→ **TASK PROMPT**:
Using the listing, copy each whole line that features "MinDvh".

→ **RECORDS TO USE**:
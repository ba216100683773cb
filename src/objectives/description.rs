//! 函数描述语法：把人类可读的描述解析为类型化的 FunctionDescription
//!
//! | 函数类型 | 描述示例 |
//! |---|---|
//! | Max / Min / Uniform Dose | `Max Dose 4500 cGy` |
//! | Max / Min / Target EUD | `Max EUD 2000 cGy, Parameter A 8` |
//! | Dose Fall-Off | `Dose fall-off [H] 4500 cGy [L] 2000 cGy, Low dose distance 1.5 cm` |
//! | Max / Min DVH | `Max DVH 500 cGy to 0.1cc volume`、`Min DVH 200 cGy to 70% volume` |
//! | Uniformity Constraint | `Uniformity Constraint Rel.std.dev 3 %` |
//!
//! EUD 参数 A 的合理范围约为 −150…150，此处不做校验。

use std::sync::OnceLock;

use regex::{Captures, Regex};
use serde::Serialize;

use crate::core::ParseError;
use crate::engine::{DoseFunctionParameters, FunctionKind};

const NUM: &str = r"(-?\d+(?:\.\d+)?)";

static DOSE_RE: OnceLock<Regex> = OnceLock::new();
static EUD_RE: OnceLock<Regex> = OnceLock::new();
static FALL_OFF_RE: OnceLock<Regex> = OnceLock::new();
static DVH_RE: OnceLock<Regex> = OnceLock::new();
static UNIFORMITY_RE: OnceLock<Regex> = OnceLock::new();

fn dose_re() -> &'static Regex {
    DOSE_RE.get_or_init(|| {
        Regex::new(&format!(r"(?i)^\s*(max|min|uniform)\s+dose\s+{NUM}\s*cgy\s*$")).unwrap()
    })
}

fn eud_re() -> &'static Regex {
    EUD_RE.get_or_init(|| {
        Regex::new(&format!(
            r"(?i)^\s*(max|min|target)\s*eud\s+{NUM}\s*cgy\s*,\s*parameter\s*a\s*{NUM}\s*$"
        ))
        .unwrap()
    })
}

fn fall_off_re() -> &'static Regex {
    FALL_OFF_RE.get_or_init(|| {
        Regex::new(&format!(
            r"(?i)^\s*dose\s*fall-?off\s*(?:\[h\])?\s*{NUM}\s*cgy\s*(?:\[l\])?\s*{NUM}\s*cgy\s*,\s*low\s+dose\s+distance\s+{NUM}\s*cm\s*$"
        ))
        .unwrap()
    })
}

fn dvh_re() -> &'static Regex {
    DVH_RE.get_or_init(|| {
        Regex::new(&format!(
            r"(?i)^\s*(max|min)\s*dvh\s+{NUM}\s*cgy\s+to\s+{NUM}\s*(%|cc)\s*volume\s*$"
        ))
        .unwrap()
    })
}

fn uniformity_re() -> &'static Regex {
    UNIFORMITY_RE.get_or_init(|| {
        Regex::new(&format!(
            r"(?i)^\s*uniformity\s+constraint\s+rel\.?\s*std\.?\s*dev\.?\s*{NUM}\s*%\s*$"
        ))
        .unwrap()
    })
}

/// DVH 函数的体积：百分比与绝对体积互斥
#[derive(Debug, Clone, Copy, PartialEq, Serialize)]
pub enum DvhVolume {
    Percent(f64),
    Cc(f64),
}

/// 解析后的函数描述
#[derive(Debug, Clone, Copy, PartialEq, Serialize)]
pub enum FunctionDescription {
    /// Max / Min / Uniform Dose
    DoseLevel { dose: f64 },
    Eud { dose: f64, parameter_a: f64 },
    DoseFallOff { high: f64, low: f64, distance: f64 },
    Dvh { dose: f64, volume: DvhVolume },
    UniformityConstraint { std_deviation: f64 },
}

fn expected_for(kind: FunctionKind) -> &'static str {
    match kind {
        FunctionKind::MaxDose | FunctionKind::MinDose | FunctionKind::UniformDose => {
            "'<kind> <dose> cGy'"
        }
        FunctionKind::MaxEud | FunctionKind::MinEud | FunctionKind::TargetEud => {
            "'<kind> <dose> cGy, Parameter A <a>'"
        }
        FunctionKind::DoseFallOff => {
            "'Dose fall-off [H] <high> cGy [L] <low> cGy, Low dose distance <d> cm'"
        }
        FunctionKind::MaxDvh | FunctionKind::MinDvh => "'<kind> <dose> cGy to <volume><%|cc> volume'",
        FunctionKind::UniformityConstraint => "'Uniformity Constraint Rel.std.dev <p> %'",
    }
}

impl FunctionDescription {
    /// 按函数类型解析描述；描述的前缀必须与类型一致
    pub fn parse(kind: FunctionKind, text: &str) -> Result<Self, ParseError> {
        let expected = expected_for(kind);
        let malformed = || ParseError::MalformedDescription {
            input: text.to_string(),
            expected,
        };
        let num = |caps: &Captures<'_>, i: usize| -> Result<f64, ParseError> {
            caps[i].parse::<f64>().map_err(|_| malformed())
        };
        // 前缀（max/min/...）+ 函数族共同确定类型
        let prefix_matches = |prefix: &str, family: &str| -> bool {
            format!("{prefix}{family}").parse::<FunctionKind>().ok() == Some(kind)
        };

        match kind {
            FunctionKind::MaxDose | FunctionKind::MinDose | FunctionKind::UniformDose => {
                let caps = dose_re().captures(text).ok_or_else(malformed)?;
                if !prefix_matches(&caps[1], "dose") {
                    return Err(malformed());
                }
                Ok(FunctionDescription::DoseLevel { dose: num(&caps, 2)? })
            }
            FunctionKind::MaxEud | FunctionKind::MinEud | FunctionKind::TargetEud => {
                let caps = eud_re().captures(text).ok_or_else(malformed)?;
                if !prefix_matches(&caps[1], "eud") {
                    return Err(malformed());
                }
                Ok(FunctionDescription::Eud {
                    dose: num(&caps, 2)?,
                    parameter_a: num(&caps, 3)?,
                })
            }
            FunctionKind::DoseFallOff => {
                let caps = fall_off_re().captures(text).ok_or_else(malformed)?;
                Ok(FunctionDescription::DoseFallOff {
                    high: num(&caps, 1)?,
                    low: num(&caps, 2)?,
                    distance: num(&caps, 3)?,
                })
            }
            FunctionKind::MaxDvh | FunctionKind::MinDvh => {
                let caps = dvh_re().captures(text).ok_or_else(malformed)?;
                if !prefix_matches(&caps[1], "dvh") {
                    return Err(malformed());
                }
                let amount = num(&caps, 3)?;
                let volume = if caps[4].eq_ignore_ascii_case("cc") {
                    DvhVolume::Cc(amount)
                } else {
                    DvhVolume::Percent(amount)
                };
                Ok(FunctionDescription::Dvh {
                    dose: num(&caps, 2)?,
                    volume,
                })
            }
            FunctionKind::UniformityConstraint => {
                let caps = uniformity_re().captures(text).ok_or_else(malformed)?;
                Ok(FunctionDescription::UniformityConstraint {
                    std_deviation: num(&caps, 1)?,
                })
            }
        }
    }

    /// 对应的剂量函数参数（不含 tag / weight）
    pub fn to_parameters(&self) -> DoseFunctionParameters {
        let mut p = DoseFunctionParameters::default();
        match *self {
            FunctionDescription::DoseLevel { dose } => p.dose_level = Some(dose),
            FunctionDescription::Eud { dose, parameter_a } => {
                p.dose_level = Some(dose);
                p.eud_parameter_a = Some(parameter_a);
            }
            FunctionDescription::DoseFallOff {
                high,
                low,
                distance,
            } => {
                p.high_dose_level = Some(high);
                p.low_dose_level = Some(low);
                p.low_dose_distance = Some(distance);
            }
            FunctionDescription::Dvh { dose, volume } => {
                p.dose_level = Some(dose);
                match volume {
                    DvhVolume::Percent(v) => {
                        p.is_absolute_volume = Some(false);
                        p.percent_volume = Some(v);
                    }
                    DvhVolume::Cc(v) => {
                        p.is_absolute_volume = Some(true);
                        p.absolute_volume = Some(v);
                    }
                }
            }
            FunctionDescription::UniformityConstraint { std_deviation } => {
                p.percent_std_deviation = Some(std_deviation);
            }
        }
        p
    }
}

→ **ANSWER BOX**:
        FunctionKind::MaxDvh | FunctionKind::MinDvh => "'<kind> <dose> cGy to <volume><%|cc> volume'",
            FunctionKind::MaxDvh | FunctionKind::MinDvh => {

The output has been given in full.